Fixing DOMS (Delayed Onset Muscular Soreness)

Posted by Coalition Nutrition on

Fixing DOMS

Delayed Onset Muscular Soreness is probably the reason 50% of the people reading this article aren't training legs. That abrupt soreness that occurs 36-48hrs after a hard training session can be crippling and if you work in labor, debilitating to your necessary daily functions. DOMS doesn't just come from hitting the big muscles like legs and back, but smaller muscles that may not get utilized as frequently due to changing up your exercises. Almost every time you try something new, you get a little bit of DOMS. This can be especially tough to avoid for those that compete in Crossfit because the exercise variety is so great. 
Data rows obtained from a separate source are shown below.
//! Parishioners.

use serde::{Deserialize, Serialize};

use crate::types::MemberId;

/// Membership status of a parishioner.
#[derive(Debug, Clone, Copy, PartialEq, Eq, Hash, Serialize, Deserialize, Default)]
#[serde(rename_all = "snake_case")]
pub enum MemberStatus {
    #[default]
    Active,
    Inactive,
}

impl std::fmt::Display for MemberStatus {
    fn fmt(&self, f: &mut std::fmt::Formatter<'_>) -> std::fmt::Result {
        match self {
            Self::Active => f.write_str("active"),
            Self::Inactive => f.write_str("inactive"),
        }
    }
}

impl std::str::FromStr for MemberStatus {
    type Err = String;

    fn from_str(s: &str) -> Result<Self, Self::Err> {
        match s.trim().to_ascii_lowercase().as_str() {
            "active" => Ok(Self::Active),
            "inactive" => Ok(Self::Inactive),
            _ => Err(format!("invalid member status: {s}")),
        }
    }
}

/// A parish member.
#[derive(Debug, Clone, PartialEq, Eq, Serialize, Deserialize)]
pub struct Member {
    pub id: MemberId,
    pub name: String,
    #[serde(default)]
    pub contact: Option<String>,
    #[serde(default)]
    pub address: Option<String>,
    /// Optional family grouping.
    #[serde(default)]
    pub family: Option<String>,
    #[serde(default)]
    pub status: MemberStatus,
}

/// Payload for creating a member.
#[derive(Debug, Clone, PartialEq, Eq, Serialize)]
pub struct MemberDraft {
    pub name: String,
    #[serde(skip_serializing_if = "Option::is_none")]
    pub contact: Option<String>,
    #[serde(skip_serializing_if = "Option::is_none")]
    pub address: Option<String>,
    #[serde(skip_serializing_if = "Option::is_none")]
    pub family: Option<String>,
    pub status: MemberStatus,
}

/// Payload for updating a member.
#[derive(Debug, Clone, Default, PartialEq, Eq, Serialize)]
pub struct MemberPatch {
    #[serde(skip_serializing_if = "Option::is_none")]
    pub name: Option<String>,
    #[serde(skip_serializing_if = "Option::is_none")]
    pub contact: Option<String>,
    #[serde(skip_serializing_if = "Option::is_none")]
    pub address: Option<String>,
    #[serde(skip_serializing_if = "Option::is_none")]
    pub family: Option<String>,
    #[serde(skip_serializing_if = "Option::is_none")]
    pub status: Option<MemberStatus>,
}

impl MemberPatch {
    /// Whether the patch changes nothing.
    #[must_use]
    pub const fn is_empty(&self) -> bool {
        self.name.is_none()
            && self.contact.is_none()
            && self.address.is_none()
            && self.family.is_none()
            && self.status.is_none()
    }
}
//! Parish districts (neighbourhood groupings of members).

use serde::{Deserialize, Serialize};

use crate::types::DistrictId;

/// A district and its leader.
#[derive(Debug, Clone, PartialEq, Eq, Serialize, Deserialize)]
pub struct District {
    pub id: DistrictId,
    pub name: String,
    #[serde(default)]
    pub leader_name: Option<String>,
    #[serde(default)]
    pub description: Option<String>,
    /// Only present in collection listings.
    #[serde(default)]
    pub member_count: Option<u32>,
}

/// Payload for creating a district.
#[derive(Debug, Clone, PartialEq, Eq, Serialize)]
pub struct DistrictDraft {
    pub name: String,
    #[serde(skip_serializing_if = "Option::is_none")]
    pub leader_name: Option<String>,
    #[serde(skip_serializing_if = "Option::is_none")]
    pub description: Option<String>,
}

/// Payload for updating a district.
#[derive(Debug, Clone, Default, PartialEq, Eq, Serialize)]
pub struct DistrictPatch {
    #[serde(skip_serializing_if = "Option::is_none")]
    pub name: Option<String>,
    #[serde(skip_serializing_if = "Option::is_none")]
    pub leader_name: Option<String>,
    #[serde(skip_serializing_if = "Option::is_none")]
    pub description: Option<String>,
}

impl DistrictPatch {
    /// Whether the patch changes nothing.
    #[must_use]
    pub const fn is_empty(&self) -> bool {
        self.name.is_none() && self.leader_name.is_none() && self.description.is_none()
    }
}

#[cfg(test)]
#[allow(clippy::unwrap_used)]
mod tests {
    use super::*;

    #[test]
    fn test_decode_listing_row() {
        let district: District = serde_json::from_str(
            r#"{"id": 2, "name": "North", "leader_name": "Grace", "description": null, "member_count": 14}"#,
        )
        .unwrap();
        assert_eq!(district.member_count, Some(14));
    }

    #[test]
    fn test_decode_detail_without_count() {
        let district: District =
            serde_json::from_str(r#"{"id": 2, "name": "North", "members": []}"#).unwrap();
        assert_eq!(district.member_count, None);
        assert_eq!(district.leader_name, None);
    }
}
So, want to train legs and actually be able to get out of bed in the morning for the next few days? Here's how:

Stretch Post Workout

There are a lot of benefits to stretching post workout (sometimes even intra). Every time you lift the muscle fibers are broken down and regrown. Over time, your muscles will be come tighter and less flexible. This changes your lifting bio-mechanics and your ability to continue growing as much muscle. While you have to be careful not to overdue the static stretching post workout, it will definitely help reduce your soreness for the days following the workout. 

Hydrate

The ultimate form of DOMS is rhabdomyolysis. This is when you dehydrate so much that your muscles start breaking down and your kidneys are negatively affected. Although common in Crossfit, we see it happen with bodybuilders as well. Hydration is much more than just water though. Actually, too much water can dehydrate you! You need to have electrolytes! Sodium, magnesium, potassium in your diet (or supplemented) in conjunction with adequate water intake will aid in hydration. Making sure you are hydrated before and after a workout (especially in the summer) will make a big difference in your recovery. After all, water aids in the transport of nutrients, right?

REM Sleep

We cover sleep quite a bit because of the positive affects it has on your hormones, muscle growth, body fat, gut health and cognition. Well, it will also help your recover better (that's obvious though, right?). Focusing on REM sleep (that deep,deep sleep) is important because that's when your body recovers best. Even if you can't get long hours of sleep every night throughout the week, if you're able to the nights of your most intense training sessions that will be most beneficial. 

Food

There are a million ways to diet for training and every person has their own way of doing things. With that said, a caloric surplus can help you recover better. Can't afford a caloric surplus because you're dieting? Aiming the bulk of your carbs around training times can be beneficial for restoring glycogen that gets depleted during the workout. 

Blood Flow

You did all of the above and you're still having soreness issues.. what now? Get some blood back in the muscles. You can do this by going for a short walk, very light warm up lifting, air squats, etc. Driving blood and oxygen to the muscles will further aid in the delivery of nutrients and help the muscles repair. If you're really set on recovering better, you'll stretch again after doing this. Foam rolling/massages won't hurt either if that's your style.